== WHAT IS NEEDED ==
Answer with the exact lines of the following material from the one containing "filename crates/schema-catalog/src/error.rs" through the one containing "pub enum CatalogError", both end lines included.

== INFORMATION PROVIDED ==
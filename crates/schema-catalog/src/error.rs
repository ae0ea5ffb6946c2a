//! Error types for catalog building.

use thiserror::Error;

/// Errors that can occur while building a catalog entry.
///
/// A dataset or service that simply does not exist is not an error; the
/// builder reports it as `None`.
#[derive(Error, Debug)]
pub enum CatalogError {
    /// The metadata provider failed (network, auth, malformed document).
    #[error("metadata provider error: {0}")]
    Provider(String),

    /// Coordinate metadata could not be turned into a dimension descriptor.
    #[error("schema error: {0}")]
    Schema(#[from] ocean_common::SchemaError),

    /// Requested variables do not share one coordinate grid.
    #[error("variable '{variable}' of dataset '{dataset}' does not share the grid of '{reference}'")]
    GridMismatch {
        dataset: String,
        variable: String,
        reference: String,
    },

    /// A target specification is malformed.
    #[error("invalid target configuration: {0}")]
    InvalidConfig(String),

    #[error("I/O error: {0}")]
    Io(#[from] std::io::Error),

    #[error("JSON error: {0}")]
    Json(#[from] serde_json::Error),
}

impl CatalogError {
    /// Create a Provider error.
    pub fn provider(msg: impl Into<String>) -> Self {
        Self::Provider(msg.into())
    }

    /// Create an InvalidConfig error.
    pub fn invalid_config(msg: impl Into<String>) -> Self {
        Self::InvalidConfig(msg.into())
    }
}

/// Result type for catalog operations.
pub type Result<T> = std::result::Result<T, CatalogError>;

==

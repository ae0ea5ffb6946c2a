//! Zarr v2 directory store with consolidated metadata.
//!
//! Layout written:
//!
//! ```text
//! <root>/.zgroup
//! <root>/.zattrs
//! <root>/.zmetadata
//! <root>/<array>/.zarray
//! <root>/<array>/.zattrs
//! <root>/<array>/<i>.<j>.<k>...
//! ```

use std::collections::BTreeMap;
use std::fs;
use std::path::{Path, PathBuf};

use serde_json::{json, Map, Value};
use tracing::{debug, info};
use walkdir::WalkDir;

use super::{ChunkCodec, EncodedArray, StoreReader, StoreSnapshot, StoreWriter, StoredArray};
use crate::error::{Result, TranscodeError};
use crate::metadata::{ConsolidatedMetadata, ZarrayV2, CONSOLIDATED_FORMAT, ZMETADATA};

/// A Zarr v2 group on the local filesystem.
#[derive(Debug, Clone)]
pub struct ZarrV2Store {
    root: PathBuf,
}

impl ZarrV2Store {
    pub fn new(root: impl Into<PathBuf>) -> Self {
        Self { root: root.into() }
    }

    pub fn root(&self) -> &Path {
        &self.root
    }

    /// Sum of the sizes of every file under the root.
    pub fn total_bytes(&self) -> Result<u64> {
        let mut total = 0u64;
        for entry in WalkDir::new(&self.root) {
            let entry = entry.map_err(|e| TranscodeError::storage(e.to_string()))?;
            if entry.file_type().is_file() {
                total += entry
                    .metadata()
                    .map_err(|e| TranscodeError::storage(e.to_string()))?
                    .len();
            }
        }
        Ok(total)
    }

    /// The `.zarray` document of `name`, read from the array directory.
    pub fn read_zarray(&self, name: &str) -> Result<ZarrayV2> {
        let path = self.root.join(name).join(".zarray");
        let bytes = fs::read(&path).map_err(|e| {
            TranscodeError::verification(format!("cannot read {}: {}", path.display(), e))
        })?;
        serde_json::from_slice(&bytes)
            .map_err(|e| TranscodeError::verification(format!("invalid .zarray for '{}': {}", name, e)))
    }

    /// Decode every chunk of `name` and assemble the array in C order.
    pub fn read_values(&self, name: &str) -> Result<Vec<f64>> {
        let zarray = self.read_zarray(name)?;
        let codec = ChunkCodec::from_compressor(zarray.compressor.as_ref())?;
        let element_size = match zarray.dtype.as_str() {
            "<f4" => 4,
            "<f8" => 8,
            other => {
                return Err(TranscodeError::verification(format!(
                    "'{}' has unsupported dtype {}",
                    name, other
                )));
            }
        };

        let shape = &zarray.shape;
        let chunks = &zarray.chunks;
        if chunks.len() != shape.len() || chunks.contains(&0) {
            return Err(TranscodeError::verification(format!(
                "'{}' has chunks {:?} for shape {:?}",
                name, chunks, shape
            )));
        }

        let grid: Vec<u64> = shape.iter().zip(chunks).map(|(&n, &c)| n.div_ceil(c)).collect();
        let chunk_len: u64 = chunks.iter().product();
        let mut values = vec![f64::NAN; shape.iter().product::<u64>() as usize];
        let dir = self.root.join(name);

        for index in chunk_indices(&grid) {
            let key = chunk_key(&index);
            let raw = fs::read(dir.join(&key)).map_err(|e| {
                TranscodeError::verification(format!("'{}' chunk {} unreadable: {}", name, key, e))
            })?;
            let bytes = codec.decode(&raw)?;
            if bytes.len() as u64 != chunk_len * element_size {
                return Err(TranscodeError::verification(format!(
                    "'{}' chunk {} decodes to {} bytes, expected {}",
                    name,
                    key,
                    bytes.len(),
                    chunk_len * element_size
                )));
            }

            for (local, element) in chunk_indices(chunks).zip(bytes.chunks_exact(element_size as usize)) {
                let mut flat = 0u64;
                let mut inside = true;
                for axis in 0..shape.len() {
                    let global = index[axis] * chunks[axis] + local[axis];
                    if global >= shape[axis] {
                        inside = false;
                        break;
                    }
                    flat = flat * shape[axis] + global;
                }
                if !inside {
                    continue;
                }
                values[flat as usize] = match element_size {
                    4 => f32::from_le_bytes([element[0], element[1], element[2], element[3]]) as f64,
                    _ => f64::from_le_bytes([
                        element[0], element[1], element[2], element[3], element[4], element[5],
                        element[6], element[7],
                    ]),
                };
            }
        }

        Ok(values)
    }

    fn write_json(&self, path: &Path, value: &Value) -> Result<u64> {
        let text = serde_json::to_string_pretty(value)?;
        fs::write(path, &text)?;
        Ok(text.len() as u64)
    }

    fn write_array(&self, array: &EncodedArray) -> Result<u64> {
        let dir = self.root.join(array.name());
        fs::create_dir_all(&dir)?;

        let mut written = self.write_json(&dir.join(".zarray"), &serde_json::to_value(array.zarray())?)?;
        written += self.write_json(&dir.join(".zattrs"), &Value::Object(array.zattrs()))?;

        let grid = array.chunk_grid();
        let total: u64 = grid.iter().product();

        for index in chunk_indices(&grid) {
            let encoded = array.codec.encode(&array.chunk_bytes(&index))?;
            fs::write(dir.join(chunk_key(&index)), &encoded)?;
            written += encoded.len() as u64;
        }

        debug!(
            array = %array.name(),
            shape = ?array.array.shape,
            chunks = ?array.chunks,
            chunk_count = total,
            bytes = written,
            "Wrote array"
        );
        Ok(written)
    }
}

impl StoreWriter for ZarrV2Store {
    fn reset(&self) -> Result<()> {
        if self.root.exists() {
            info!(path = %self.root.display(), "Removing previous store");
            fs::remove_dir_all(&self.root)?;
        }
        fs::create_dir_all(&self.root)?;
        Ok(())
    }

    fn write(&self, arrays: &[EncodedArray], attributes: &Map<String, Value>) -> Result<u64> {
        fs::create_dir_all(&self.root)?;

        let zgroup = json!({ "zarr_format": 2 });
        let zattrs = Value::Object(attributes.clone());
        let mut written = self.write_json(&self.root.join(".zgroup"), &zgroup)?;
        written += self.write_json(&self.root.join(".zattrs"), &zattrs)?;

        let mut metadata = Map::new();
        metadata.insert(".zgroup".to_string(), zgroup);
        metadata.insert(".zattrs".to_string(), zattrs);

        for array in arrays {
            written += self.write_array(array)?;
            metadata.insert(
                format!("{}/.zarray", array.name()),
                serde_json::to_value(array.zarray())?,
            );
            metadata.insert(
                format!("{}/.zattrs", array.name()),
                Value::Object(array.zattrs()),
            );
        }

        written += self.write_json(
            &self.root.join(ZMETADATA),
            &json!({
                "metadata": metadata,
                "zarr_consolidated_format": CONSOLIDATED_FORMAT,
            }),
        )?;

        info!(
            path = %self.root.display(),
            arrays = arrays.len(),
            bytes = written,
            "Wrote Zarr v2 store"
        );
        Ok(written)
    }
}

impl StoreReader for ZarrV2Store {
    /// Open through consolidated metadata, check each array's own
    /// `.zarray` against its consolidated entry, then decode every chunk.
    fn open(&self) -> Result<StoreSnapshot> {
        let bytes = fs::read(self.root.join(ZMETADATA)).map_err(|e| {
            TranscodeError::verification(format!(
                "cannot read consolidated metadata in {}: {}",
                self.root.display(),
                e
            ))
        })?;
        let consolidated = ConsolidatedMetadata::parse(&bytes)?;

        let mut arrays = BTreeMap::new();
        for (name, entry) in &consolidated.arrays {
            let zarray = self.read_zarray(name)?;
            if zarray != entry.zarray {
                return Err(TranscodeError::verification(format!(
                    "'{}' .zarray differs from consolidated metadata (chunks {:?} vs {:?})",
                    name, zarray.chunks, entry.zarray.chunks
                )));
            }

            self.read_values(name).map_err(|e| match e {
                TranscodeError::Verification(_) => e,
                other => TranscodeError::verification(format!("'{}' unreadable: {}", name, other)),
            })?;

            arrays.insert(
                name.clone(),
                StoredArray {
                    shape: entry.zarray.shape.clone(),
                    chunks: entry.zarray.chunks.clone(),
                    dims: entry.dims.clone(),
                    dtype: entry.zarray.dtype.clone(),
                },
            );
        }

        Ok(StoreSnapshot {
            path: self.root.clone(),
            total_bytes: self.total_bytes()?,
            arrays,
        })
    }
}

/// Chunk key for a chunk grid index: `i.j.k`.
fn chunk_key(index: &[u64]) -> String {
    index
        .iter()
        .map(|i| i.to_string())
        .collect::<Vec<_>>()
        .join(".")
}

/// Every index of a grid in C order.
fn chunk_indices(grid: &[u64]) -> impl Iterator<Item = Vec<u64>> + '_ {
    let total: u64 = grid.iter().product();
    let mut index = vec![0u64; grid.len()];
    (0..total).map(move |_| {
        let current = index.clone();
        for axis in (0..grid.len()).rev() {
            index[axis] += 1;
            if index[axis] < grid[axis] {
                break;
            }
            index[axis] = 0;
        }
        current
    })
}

== TASK OUTPUT ==
filename crates/schema-catalog/src/error.rs
repository ae0ea5ffb6946c2a
//! Error types for catalog building.

use thiserror::Error;

/// Errors that can occur while building a catalog entry.
///
/// A dataset or service that simply does not exist is not an error; the
/// builder reports it as `None`.
#[derive(Error, Debug)]
pub enum CatalogError {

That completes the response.